Sales declined 7.9 percent to $6.5 billion down from $7.05 billion. Ericsson President and CEO Hans Vestberg said that the market conditions the company saw in the second half of 2009 with mixed operator investment behavior prevailed in the first half of this year. Specifically, group sales in the quarter declined 8 percent year-over-year with lower sales in networks. Sales in global services were flat due to a decline in network rollouts. The one positive area was professional services, which increased its sales by 5 percent.
The North American market was a sweet spot for the Swedish firm. Sales in North America increased 128 percent year-over-year and 37 percent sequentially. The growth was attributed to strong data growth which meant operators increased their investments in network capacity. In addition, during the quarter Ericsson said it started volume deliveries of 4G/LTE gear.
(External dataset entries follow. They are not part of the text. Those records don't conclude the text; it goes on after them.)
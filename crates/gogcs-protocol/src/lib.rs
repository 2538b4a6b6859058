//! # gogcs-protocol - GOG content system client
//!
//! This crate resolves builds into repositories, depots into manifests and
//! legacy installer files into chunklists. Parsing is delegated to
//! [`gogcs_formats`]; this crate owns fetching and load-once state.
//!
//! ## Architecture Overview
//!
//! 1. **Transport** ([`ContentFetcher`], [`HttpTransport`]): authenticated GET
//!    returning raw, text or zlib-inflated bodies; retries live here only
//! 2. **Client** ([`ContentClient`]): build listings, secure links, and the
//!    generation dispatcher
//! 3. **Handles** ([`Repository`], [`RemoteDepot`], [`LegacyFile`]): parsed
//!    documents paired with [`LazyField`]s that fetch at most once
//!
//! ## Usage
//!
//! ```rust,no_run
//! use gogcs_protocol::{ClientConfig, ContentClient, Generation, Os};
//!
//! #[tokio::main]
//! async fn main() -> Result<(), Box<dyn std::error::Error>> {
//!     let client = ContentClient::new(ClientConfig::from_env()?)?;
//!
//!     let builds = client.builds(1207658924, &Os::Windows).await?;
//!     let Some(build) = builds.latest() else {
//!         return Ok(());
//!     };
//!
//!     let repository = client.repository(build).await?;
//!     for depot in repository.depots() {
//!         let manifest = depot.load_manifest().await?;
//!         println!("{} files", manifest.file_count());
//!     }
//!
//!     let link = client
//!         .secure_link(1207658924, "/", "depot", Generation::Two)
//!         .await?;
//!     println!("{}", link.resolve("5d41402abc4b2a76b9719d911017c592")?);
//!     Ok(())
//! }
//! ```

#![warn(missing_docs)]
#![allow(clippy::uninlined_format_args)] // Backwards compatibility
#![allow(clippy::missing_errors_doc)] // Errors documented at type level
#![allow(clippy::doc_markdown)] // Content-system terms don't need backticks
#![allow(clippy::cargo_common_metadata)] // Metadata comes from the workspace

pub mod client;
pub mod config;
pub mod depot;
pub mod error;
pub mod lazy;
pub mod legacy;
pub mod repository;
pub mod retry;
pub mod transport;

pub use client::ContentClient;
pub use config::ClientConfig;
pub use depot::{DepotManifest, RemoteDepot, RemoteDepotV1, RemoteDepotV2};
pub use error::{ProtocolError, Result};
pub use lazy::LazyField;
pub use legacy::LegacyFile;
pub use repository::{RemoteBuild, Repository};
pub use retry::RetryPolicy;
pub use transport::{ContentFetcher, HttpClient, HttpConfig, HttpTransport};

pub use gogcs_formats::{Build, BuildList, Generation, Os, SecureLink};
Vestberg said that the company's cost reduction activities have reduced operating expenses as planned. However, the integration of the CDMA business acquired from Nortel as well as higher investment in R&D and the growing number of 4G/LTE trials have resulted in an increase in operating expenses.
Ericsson is expected to face increased competition from Nokia Siemens Networks (NYSE:NOK) in North America. Last week NSN agreed to buy Motorola's (NYSE:MOT) wireless networks business for $1.2 billion, and the deal is expected to close by year-end.